> INSTRUCTIONS TO FOLLOW: Scan the records below, and wherever a line has the word "RewriteReport", pull it out.

> Excerpts from a dataset:
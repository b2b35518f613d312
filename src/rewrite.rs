use std::borrow::Cow;
use std::io::{Read, Write};

use tracing::{debug, warn};

use crate::document::Document;
use crate::error::{CropError, Result};
use crate::parser::{Token, coerce_int};
use crate::types::{CropBoxMatch, EDGE_COUNT, Offsets};

/// What to do with a CropBox whose rewritten form is not shorter than the original
#[derive(Debug, Clone, Copy, PartialEq, Eq, Default)]
pub enum LengthPolicy {
    /// Emit the longer replacement; byte offsets after it shift
    #[default]
    Grow,
    /// Leave the original bytes untouched so no offset ever moves
    KeepOriginal,
}

/// Counts gathered over one rewrite pass
#[derive(Debug, Clone, Copy, PartialEq, Eq, Default)]
pub struct RewriteReport {
    pub matches: usize,
    /// Replacements padded with trailing spaces to the original length
    pub padded: usize,
    /// Replacements written longer than the original
    pub grown: usize,
    /// Matches left as they were because of `LengthPolicy::KeepOriginal`
    pub kept: usize,
    /// Tokens that were not plain integers
    pub malformed: usize,
}

impl RewriteReport {
    /// True when every byte offset after each match is unchanged
    pub fn offsets_preserved(&self) -> bool {
        self.grown == 0
    }
}

/// Rewrites every CropBox in a document with a fixed set of offsets
#[derive(Debug, Clone, Copy, PartialEq, Eq, Default)]
pub struct Rewriter {
    offsets: Offsets,
    strict: bool,
    length_policy: LengthPolicy,
}

impl Rewriter {
    pub fn new(offsets: Offsets) -> Self {
        Self {
            offsets,
            ..Self::default()
        }
    }

    /// Reject tokens that are not plain integers instead of reading them as 0
    pub fn strict(mut self, strict: bool) -> Self {
        self.strict = strict;
        self
    }

    pub fn length_policy(mut self, policy: LengthPolicy) -> Self {
        self.length_policy = policy;
        self
    }

    pub fn offsets(&self) -> Offsets {
        self.offsets
    }

    /// Rewrite all CropBox directives, returning the new bytes and a report.
    ///
    /// Bytes outside matched directives are copied through untouched.
    #[tracing::instrument(skip(self, data), fields(data_len = data.len(), offsets = %self.offsets))]
    pub fn rewrite(&self, data: &[u8]) -> Result<(Vec<u8>, RewriteReport)> {
        let mut output = Vec::with_capacity(data.len());
        let mut report = RewriteReport::default();
        let mut last = 0;

        for crop_box in Document::new(data).crop_boxes() {
            output.extend_from_slice(&data[last..crop_box.span.start]);
            let replacement = self.replace(&crop_box, &mut report)?;
            output.extend_from_slice(&replacement);
            last = crop_box.span.end;
            report.matches += 1;
        }
        output.extend_from_slice(&data[last..]);

        debug!(?report, "rewrite finished");
        Ok((output, report))
    }

    /// Read all of `input`, rewrite it, and write the result to `output`
    pub fn rewrite_stream<R: Read, W: Write>(
        &self,
        mut input: R,
        mut output: W,
    ) -> Result<RewriteReport> {
        let mut data = Vec::new();
        input.read_to_end(&mut data)?;

        let (rewritten, report) = self.rewrite(&data)?;

        output.write_all(&rewritten)?;
        output.flush()?;
        Ok(report)
    }

    /// Replacement bytes for one CropBox
    fn replace<'a>(
        &self,
        crop_box: &CropBoxMatch<'a>,
        report: &mut RewriteReport,
    ) -> Result<Cow<'a, [u8]>> {
        let tokens: Vec<Token> = crop_box.tokens().collect();
        if tokens.len() > EDGE_COUNT {
            return Err(CropError::OffsetsExhausted {
                position: crop_box.position(),
                numbers: tokens.len(),
            });
        }

        // Each CropBox consumes its own copy of the offsets
        let mut offsets = self.offsets.iter();
        let mut fields = Vec::with_capacity(tokens.len());
        for (token, offset) in tokens.iter().zip(&mut offsets) {
            let number = coerce_int(token.text);
            if !number.clean {
                report.malformed += 1;
                let text = String::from_utf8_lossy(token.text).into_owned();
                if self.strict {
                    return Err(CropError::MalformedNumber {
                        position: token.position,
                        token: text,
                    });
                }
                warn!(position = token.position, token = %text, value = number.value, "Non-integer CropBox value");
            }
            fields.push(number.value.saturating_add(offset).to_string());
        }

        let mut replacement = format!("/CropBox[{}]", fields.join(" ")).into_bytes();
        let original_len = crop_box.len();

        if replacement.len() < original_len {
            replacement.resize(original_len, b' ');
            report.padded += 1;
        } else {
            match self.length_policy {
                LengthPolicy::KeepOriginal => {
                    debug!(position = crop_box.position(), "CropBox kept, replacement not shorter");
                    report.kept += 1;
                    return Ok(Cow::Borrowed(crop_box.original));
                }
                LengthPolicy::Grow if replacement.len() > original_len => {
                    warn!(
                        position = crop_box.position(),
                        grew_by = replacement.len() - original_len,
                        "CropBox replacement is longer than the original, later byte offsets shift"
                    );
                    report.grown += 1;
                }
                LengthPolicy::Grow => {}
            }
        }

        debug!(
            position = crop_box.position(),
            original = %String::from_utf8_lossy(crop_box.original),
            replacement = %String::from_utf8_lossy(&replacement),
            "CropBox rewritten"
        );
        Ok(Cow::Owned(replacement))
    }
}

/// Rewrite every CropBox in `data` with `offsets`, using default options
pub fn rewrite(data: &[u8], offsets: &Offsets) -> Result<Vec<u8>> {
    Rewriter::new(*offsets).rewrite(data).map(|(output, _)| output)
}

#[cfg(test)]
mod tests {
    use super::*;

    fn default_rewrite(data: &[u8]) -> Vec<u8> {
        rewrite(data, &Offsets::default()).unwrap()
    }

    #[test]
    fn test_no_crop_box_is_unchanged() {
        let data = b"%PDF-1.4\n1 0 obj << /MediaBox[0 0 612 792] >> endobj\n%%EOF";
        assert_eq!(default_rewrite(data), data);
    }

    #[test]
    fn test_basic_offsets() {
        let output = default_rewrite(b"/CropBox[0 0 600 800]");
        assert_eq!(output, b"/CropBox[60 50 540 730]");
    }

    #[test]
    fn test_shorter_replacement_is_padded() {
        let data = b"/CropBox[100 100 1000 1000]/Rotate 0";
        let output = default_rewrite(data);
        assert_eq!(output, b"/CropBox[160 150 940 930]  /Rotate 0");
        assert_eq!(output.len(), data.len());
    }

    #[test]
    fn test_irregular_whitespace_collapses() {
        let data = b"/CropBox[ 0   0  600  800 ]";
        let (output, report) = Rewriter::new(Offsets::default()).rewrite(data).unwrap();

        assert_eq!(output, b"/CropBox[60 50 540 730]    ");
        assert_eq!(output.len(), data.len());
        assert_eq!(report.padded, 1);
    }

    #[test]
    fn test_each_match_uses_fresh_offsets() {
        let output = default_rewrite(b"/CropBox[0 0 600 800] /CropBox[10 20 300 400]");
        assert_eq!(output, b"/CropBox[60 50 540 730] /CropBox[70 70 240 330]");
    }

    #[test]
    fn test_non_numeric_token_is_zero() {
        let (output, report) = Rewriter::new(Offsets::default())
            .rewrite(b"/CropBox[0 abc 600 800]")
            .unwrap();

        assert_eq!(output, b"/CropBox[60 50 540 730]");
        assert_eq!(report.malformed, 1);
    }

    #[test]
    fn test_strict_rejects_non_numeric_token() {
        let result = Rewriter::new(Offsets::default())
            .strict(true)
            .rewrite(b"/CropBox[0 abc 600 800]");

        match result {
            Err(CropError::MalformedNumber { position, token }) => {
                assert_eq!(position, 11);
                assert_eq!(token, "abc");
            }
            other => panic!("expected MalformedNumber, got {:?}", other),
        }
    }

    #[test]
    fn test_fewer_numbers_consume_fewer_offsets() {
        let output = default_rewrite(b"/CropBox[0 0 600]");
        assert_eq!(output, b"/CropBox[60 50 540]");
    }

    #[test]
    fn test_too_many_numbers_fails() {
        let result = rewrite(b"xx/CropBox[0 0 600 800 5]", &Offsets::default());
        assert!(matches!(
            result,
            Err(CropError::OffsetsExhausted { position: 2, numbers: 5 })
        ));
    }

    #[test]
    fn test_empty_interior() {
        let output = default_rewrite(b"/CropBox[ ]");
        assert_eq!(output, b"/CropBox[] ");
    }

    #[test]
    fn test_multi_line_interior() {
        let data = b"/CropBox [\n 0\n0\r\n600 800\n]";
        let output = default_rewrite(data);
        assert_eq!(output, b"/CropBox[60 50 540 730]   ");
        assert_eq!(output.len(), data.len());
    }

    #[test]
    fn test_not_idempotent() {
        let once = default_rewrite(b"/CropBox[0 0 600 800]");
        let twice = default_rewrite(&once);
        assert_eq!(twice, b"/CropBox[120 100 480 660]");
    }

    #[test]
    fn test_grow_shifts_following_bytes() {
        let data = b"/CropBox[0 0 600 800]\nxref";
        let (output, report) = Rewriter::new(Offsets::default()).rewrite(data).unwrap();

        assert_eq!(output, b"/CropBox[60 50 540 730]\nxref");
        assert_eq!(report.grown, 1);
        assert!(!report.offsets_preserved());
    }

    #[test]
    fn test_keep_original_leaves_longer_match() {
        let data = b"/CropBox[0 0 600 800] /CropBox[100 100 1000 1000]";
        let (output, report) = Rewriter::new(Offsets::default())
            .length_policy(LengthPolicy::KeepOriginal)
            .rewrite(data)
            .unwrap();

        assert_eq!(output, b"/CropBox[0 0 600 800] /CropBox[160 150 940 930]  ");
        assert_eq!(report.kept, 1);
        assert_eq!(report.padded, 1);
        assert!(report.offsets_preserved());
    }

    #[test]
    fn test_keep_original_on_equal_length() {
        let data = b"/CropBox[10 10 600 800]";
        let (output, report) = Rewriter::new(Offsets::default())
            .length_policy(LengthPolicy::KeepOriginal)
            .rewrite(data)
            .unwrap();

        assert_eq!(output, data);
        assert_eq!(report.kept, 1);
    }

    #[test]
    fn test_binary_content_preserved() {
        let mut data = b"%PDF-1.7\n%\xE2\xE3\xCF\xD3\n".to_vec();
        data.extend_from_slice(b"/CropBox[ 100 100 1000 1000 ]");
        data.extend_from_slice(b"\nstream\n\x00\xFF\x80[\nendstream");

        let output = default_rewrite(&data);

        assert_eq!(output.len(), data.len());
        assert_eq!(&output[..15], &data[..15]);
        assert_eq!(&output[15..44], b"/CropBox[160 150 940 930]    ");
        assert_eq!(&output[44..], &data[44..]);
    }

    #[test]
    fn test_rewrite_stream() {
        let mut output = Vec::new();
        let report = Rewriter::new(Offsets::new(1, 2, 3, 4))
            .rewrite_stream(&b"a /CropBox[0 0 10 10] b"[..], &mut output)
            .unwrap();

        assert_eq!(output, b"a /CropBox[1 2 13 14] b");
        assert_eq!(report.matches, 1);
    }
}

> RESULT OF THE EXERCISE:
pub struct RewriteReport {
impl RewriteReport {
    pub fn rewrite(&self, data: &[u8]) -> Result<(Vec<u8>, RewriteReport)> {
        let mut report = RewriteReport::default();
    ) -> Result<RewriteReport> {
        report: &mut RewriteReport,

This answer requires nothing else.